In 1786, when the United States possessed a weak government functioning under the Articles of Confederation, Jay warned Washington that the population "will be led, by the insecurity of property, the losing of confidence in their rulers, and the want of public faith and rectitude, to consider the charms of liberty imaginary and delusive" and would embrace "almost any change that may promise them quiet and security."1 Washington responded in agreement, writing Jay, "Your sentiments, that our affairs are drawing rapidly to a crisis, accord with my own."2
Issues left over from the end of the American Revolution, including the continuing presence of British troops in the Old Northwest, the lack of American payments to British creditors for debts incurred during the Revolution, and British seizures of American vessels trading as neutrals with revolutionary France caused significant strife between England and the United States in the later years of Washington's presidency. To settle matters, Washington sent Jay to London in May of 1794 to work out a solution that would avoid armed conflict between the two nations. The resulting agreement, popularly known as Jay's Treaty, secured the exit of British troops from the Old Northwest and granted Britain most-favored-nation status ensuring that the best trade deal any other nation received from the United States would also be applied to British goods.
The treaty said nothing, however, about issues such as the impressment of American sailors, British targeting of neutral American shipping, and the compensation of slaveholders for the slaves the British took when they left in 1783. Many Americans saw the treaty as pro-British and while various efforts to block the adoption of the treaty failed, it became an issue around which the opponents of the Federalists mobilized their support to win majorities in Congress and the presidency in 1800.
Jay remained above the fray resulting from his treaty. He became Governor of New York in 1795, organized the New York Manumission Society, and helped pass a gradual emancipation law in 1799 that led to the eventual end of slavery in New York in 1827. Jay left the governorship of New York in 1801 to go into retirement, and passed away in 1829.
Kevin Grimm, Ph.D
1. John Jay to George Washington, 27 June 1786. The Papers of George Washington, Digital Edition.
2. George Washington to John Jay, 15 August 1786. The Papers of George Washington, Digital Edition.
Federalists Reconsidered, eds.
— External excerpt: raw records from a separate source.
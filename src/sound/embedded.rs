//! Bundled alarm tone.
//!
//! The tone is synthesized once into an in-memory WAV file: three short
//! 880 Hz beeps followed by a pause. Played with infinite repeat it forms
//! the default ringing pattern, and it is the fallback whenever a custom
//! sound cannot be resolved or decoded.

use std::f32::consts::PI;
use std::sync::OnceLock;

/// Sample rate of the bundled tone.
pub const TONE_SAMPLE_RATE: u32 = 22_050;

const TONE_FREQUENCY_HZ: f32 = 880.0;
const BEEP_MS: u32 = 150;
const GAP_MS: u32 = 100;
const PAUSE_MS: u32 = 450;
const BEEPS: u32 = 3;
const AMPLITUDE: f32 = 0.8;

static TONE: OnceLock<Vec<u8>> = OnceLock::new();

/// Returns the bundled alarm tone as WAV bytes.
#[must_use]
pub fn bundled_tone() -> &'static [u8] {
    TONE.get_or_init(synthesize)
}

/// Returns the format description of the bundled tone.
#[must_use]
pub const fn bundled_tone_format() -> &'static str {
    "WAV (16-bit PCM, 22.05kHz, Mono)"
}

fn samples_for(ms: u32) -> u32 {
    TONE_SAMPLE_RATE * ms / 1000
}

fn synthesize() -> Vec<u8> {
    let mut samples: Vec<i16> = Vec::new();

    for _ in 0..BEEPS {
        let beep = samples_for(BEEP_MS);
        // Short linear fade at both ends to avoid clicks.
        let fade = samples_for(10).max(1);
        for n in 0..beep {
            let t = n as f32 / TONE_SAMPLE_RATE as f32;
            let envelope = (n.min(beep - n) as f32 / fade as f32).min(1.0);
            let value = (2.0 * PI * TONE_FREQUENCY_HZ * t).sin() * AMPLITUDE * envelope;
            samples.push((value * f32::from(i16::MAX)) as i16);
        }
        samples.extend(std::iter::repeat(0).take(samples_for(GAP_MS) as usize));
    }
    samples.extend(std::iter::repeat(0).take(samples_for(PAUSE_MS) as usize));

    encode_wav(&samples)
}

fn encode_wav(samples: &[i16]) -> Vec<u8> {
    let data_len = (samples.len() * 2) as u32;
    let byte_rate = TONE_SAMPLE_RATE * 2;

    let mut wav = Vec::with_capacity(44 + data_len as usize);
    wav.extend_from_slice(b"RIFF");
    wav.extend_from_slice(&(36 + data_len).to_le_bytes());
    wav.extend_from_slice(b"WAVE");

    wav.extend_from_slice(b"fmt ");
    wav.extend_from_slice(&16u32.to_le_bytes()); // chunk size
    wav.extend_from_slice(&1u16.to_le_bytes()); // PCM
    wav.extend_from_slice(&1u16.to_le_bytes()); // mono
    wav.extend_from_slice(&TONE_SAMPLE_RATE.to_le_bytes());
    wav.extend_from_slice(&byte_rate.to_le_bytes());
    wav.extend_from_slice(&2u16.to_le_bytes()); // block align
    wav.extend_from_slice(&16u16.to_le_bytes()); // bits per sample

    wav.extend_from_slice(b"data");
    wav.extend_from_slice(&data_len.to_le_bytes());
    for sample in samples {
        wav.extend_from_slice(&sample.to_le_bytes());
    }
    wav
}

#[cfg(test)]
mod tests {
    use super::*;

    #[test]
    fn test_has_riff_wave_header() {
        let data = bundled_tone();
        assert_eq!(&data[0..4], b"RIFF");
        assert_eq!(&data[8..12], b"WAVE");
        assert_eq!(&data[12..16], b"fmt ");
        assert_eq!(&data[36..40], b"data");
    }

    #[test]
    fn test_sizes_are_consistent() {
        let data = bundled_tone();
        let riff_len = u32::from_le_bytes(data[4..8].try_into().unwrap()) as usize;
        let data_len = u32::from_le_bytes(data[40..44].try_into().unwrap()) as usize;

        assert_eq!(riff_len + 8, data.len());
        assert_eq!(data_len + 44, data.len());
    }

    #[test]
    fn test_tone_is_not_silent() {
        let data = bundled_tone();
        let loudest = data[44..]
            .chunks_exact(2)
            .map(|b| i16::from_le_bytes([b[0], b[1]]).unsigned_abs())
            .max()
            .unwrap();
        assert!(loudest > 10_000);
    }

    #[test]
    fn test_returns_same_buffer() {
        assert!(std::ptr::eq(bundled_tone(), bundled_tone()));
    }

    #[test]
    fn test_format_description() {
        assert!(bundled_tone_format().contains("PCM"));
    }
}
Doron Ben-Atar and Barbara B. Oberg. Charlottesville: University Press of Virginia, 1998.
Foner, Eric. Give Me Liberty!: An American History, Second Seagull Edition. New York: W.W. Norton & Company, Inc., 2008.
The Revolution of 1800: Democracy, Race, and the New Republic, eds. Horn, James, Jan Ellen Lewis, and Peter S. Onuf. Charlottesville: University of Virginia Press, 2002.
Weisberger, Bernard A. America Afire: Jefferson, Adams, and the Revolutionary Election of 1800. New York: William Morrow, 2000.
Wilentz, Sean. The Rise of American Democracy: From Jefferson to Lincoln. New York: W.W. Norton & Company, 2005.